*Your instructions*: Type out the entries below again, character for character.

* * * * * * *

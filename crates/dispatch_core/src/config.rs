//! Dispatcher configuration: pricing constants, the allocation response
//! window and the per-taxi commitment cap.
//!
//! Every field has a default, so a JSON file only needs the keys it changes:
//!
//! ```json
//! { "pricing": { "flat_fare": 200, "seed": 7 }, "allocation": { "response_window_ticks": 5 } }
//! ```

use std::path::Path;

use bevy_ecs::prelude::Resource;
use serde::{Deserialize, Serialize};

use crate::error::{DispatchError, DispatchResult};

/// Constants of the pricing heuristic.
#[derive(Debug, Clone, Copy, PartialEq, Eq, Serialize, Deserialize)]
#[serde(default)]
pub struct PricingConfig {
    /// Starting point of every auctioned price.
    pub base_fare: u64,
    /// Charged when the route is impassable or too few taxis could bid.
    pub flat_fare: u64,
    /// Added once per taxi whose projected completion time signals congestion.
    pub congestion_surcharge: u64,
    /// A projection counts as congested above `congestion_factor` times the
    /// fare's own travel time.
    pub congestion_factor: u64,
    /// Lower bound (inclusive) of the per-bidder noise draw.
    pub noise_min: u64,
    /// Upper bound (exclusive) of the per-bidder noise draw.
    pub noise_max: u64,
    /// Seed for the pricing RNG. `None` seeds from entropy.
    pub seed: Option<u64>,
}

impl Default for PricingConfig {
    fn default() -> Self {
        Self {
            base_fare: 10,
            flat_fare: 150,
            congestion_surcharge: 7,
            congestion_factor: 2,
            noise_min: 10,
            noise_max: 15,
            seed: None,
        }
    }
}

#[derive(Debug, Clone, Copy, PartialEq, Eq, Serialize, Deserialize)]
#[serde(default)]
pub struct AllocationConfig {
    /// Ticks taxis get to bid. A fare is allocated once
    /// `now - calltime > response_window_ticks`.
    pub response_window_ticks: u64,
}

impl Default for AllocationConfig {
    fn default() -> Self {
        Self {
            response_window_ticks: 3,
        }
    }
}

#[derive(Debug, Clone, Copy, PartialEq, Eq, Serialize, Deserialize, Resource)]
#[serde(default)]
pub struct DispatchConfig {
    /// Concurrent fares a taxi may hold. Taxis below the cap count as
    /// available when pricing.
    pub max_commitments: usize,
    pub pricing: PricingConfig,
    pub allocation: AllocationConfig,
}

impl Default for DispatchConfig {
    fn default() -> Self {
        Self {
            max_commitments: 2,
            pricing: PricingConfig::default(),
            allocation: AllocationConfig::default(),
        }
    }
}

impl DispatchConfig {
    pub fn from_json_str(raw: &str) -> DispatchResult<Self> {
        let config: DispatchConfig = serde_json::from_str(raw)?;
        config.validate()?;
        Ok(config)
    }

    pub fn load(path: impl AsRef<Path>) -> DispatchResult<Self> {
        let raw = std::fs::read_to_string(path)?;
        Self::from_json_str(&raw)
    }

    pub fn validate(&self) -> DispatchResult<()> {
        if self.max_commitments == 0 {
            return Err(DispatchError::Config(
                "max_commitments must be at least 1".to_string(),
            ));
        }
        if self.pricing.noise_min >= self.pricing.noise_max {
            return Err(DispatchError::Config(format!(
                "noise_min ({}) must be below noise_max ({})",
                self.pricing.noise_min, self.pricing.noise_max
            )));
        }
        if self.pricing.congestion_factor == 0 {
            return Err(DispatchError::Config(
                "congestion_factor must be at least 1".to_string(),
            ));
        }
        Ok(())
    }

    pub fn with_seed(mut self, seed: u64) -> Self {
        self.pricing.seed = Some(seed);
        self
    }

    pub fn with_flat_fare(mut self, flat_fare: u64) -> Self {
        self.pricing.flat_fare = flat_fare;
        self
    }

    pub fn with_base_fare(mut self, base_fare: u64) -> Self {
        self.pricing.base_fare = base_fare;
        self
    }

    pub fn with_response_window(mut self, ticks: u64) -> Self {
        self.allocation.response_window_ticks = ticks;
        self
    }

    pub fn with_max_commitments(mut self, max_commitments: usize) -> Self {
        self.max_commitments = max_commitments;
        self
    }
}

* * * * * * *

*Task output*:
filename crates/dispatch_core/src/config.rs
//! Dispatcher configuration: pricing constants, the allocation response
//! window and the per-taxi commitment cap.
//!
//! Every field has a default, so a JSON file only needs the keys it changes:
//!
//! ```json
//! { "pricing": { "flat_fare": 200, "seed": 7 }, "allocation": { "response_window_ticks": 5 } }
//! ```

use std::path::Path;

use bevy_ecs::prelude::Resource;
use serde::{Deserialize, Serialize};

use crate::error::{DispatchError, DispatchResult};

/// Constants of the pricing heuristic.
#[derive(Debug, Clone, Copy, PartialEq, Eq, Serialize, Deserialize)]
#[serde(default)]
pub struct PricingConfig {
    /// Starting point of every auctioned price.
    pub base_fare: u64,
    /// Charged when the route is impassable or too few taxis could bid.
    pub flat_fare: u64,
    /// Added once per taxi whose projected completion time signals congestion.
    pub congestion_surcharge: u64,
    /// A projection counts as congested above `congestion_factor` times the
    /// fare's own travel time.
    pub congestion_factor: u64,
    /// Lower bound (inclusive) of the per-bidder noise draw.
    pub noise_min: u64,
    /// Upper bound (exclusive) of the per-bidder noise draw.
    pub noise_max: u64,
    /// Seed for the pricing RNG. `None` seeds from entropy.
    pub seed: Option<u64>,
}

impl Default for PricingConfig {
    fn default() -> Self {
        Self {
            base_fare: 10,
            flat_fare: 150,
            congestion_surcharge: 7,
            congestion_factor: 2,
            noise_min: 10,
            noise_max: 15,
            seed: None,
        }
    }
}

#[derive(Debug, Clone, Copy, PartialEq, Eq, Serialize, Deserialize)]
#[serde(default)]
pub struct AllocationConfig {
    /// Ticks taxis get to bid. A fare is allocated once
    /// `now - calltime > response_window_ticks`.
    pub response_window_ticks: u64,
}

impl Default for AllocationConfig {
    fn default() -> Self {
        Self {
            response_window_ticks: 3,
        }
    }
}

#[derive(Debug, Clone, Copy, PartialEq, Eq, Serialize, Deserialize, Resource)]
#[serde(default)]
pub struct DispatchConfig {
    /// Concurrent fares a taxi may hold. Taxis below the cap count as
    /// available when pricing.
    pub max_commitments: usize,
    pub pricing: PricingConfig,
    pub allocation: AllocationConfig,
}

impl Default for DispatchConfig {
    fn default() -> Self {
        Self {
            max_commitments: 2,
            pricing: PricingConfig::default(),
            allocation: AllocationConfig::default(),
        }
    }
}

impl DispatchConfig {
    pub fn from_json_str(raw: &str) -> DispatchResult<Self> {
        let config: DispatchConfig = serde_json::from_str(raw)?;
        config.validate()?;
        Ok(config)
    }

    pub fn load(path: impl AsRef<Path>) -> DispatchResult<Self> {
        let raw = std::fs::read_to_string(path)?;
        Self::from_json_str(&raw)
    }

    pub fn validate(&self) -> DispatchResult<()> {
        if self.max_commitments == 0 {
            return Err(DispatchError::Config(
                "max_commitments must be at least 1".to_string(),
            ));
        }
        if self.pricing.noise_min >= self.pricing.noise_max {
            return Err(DispatchError::Config(format!(
                "noise_min ({}) must be below noise_max ({})",
                self.pricing.noise_min, self.pricing.noise_max
            )));
        }
        if self.pricing.congestion_factor == 0 {
            return Err(DispatchError::Config(
                "congestion_factor must be at least 1".to_string(),
            ));
        }
        Ok(())
    }

    pub fn with_seed(mut self, seed: u64) -> Self {
        self.pricing.seed = Some(seed);
        self
    }

    pub fn with_flat_fare(mut self, flat_fare: u64) -> Self {
        self.pricing.flat_fare = flat_fare;
        self
    }

    pub fn with_base_fare(mut self, base_fare: u64) -> Self {
        self.pricing.base_fare = base_fare;
        self
    }

    pub fn with_response_window(mut self, ticks: u64) -> Self {
        self.allocation.response_window_ticks = ticks;
        self
    }

    pub fn with_max_commitments(mut self, max_commitments: usize) -> Self {
        self.max_commitments = max_commitments;
        self
    }
}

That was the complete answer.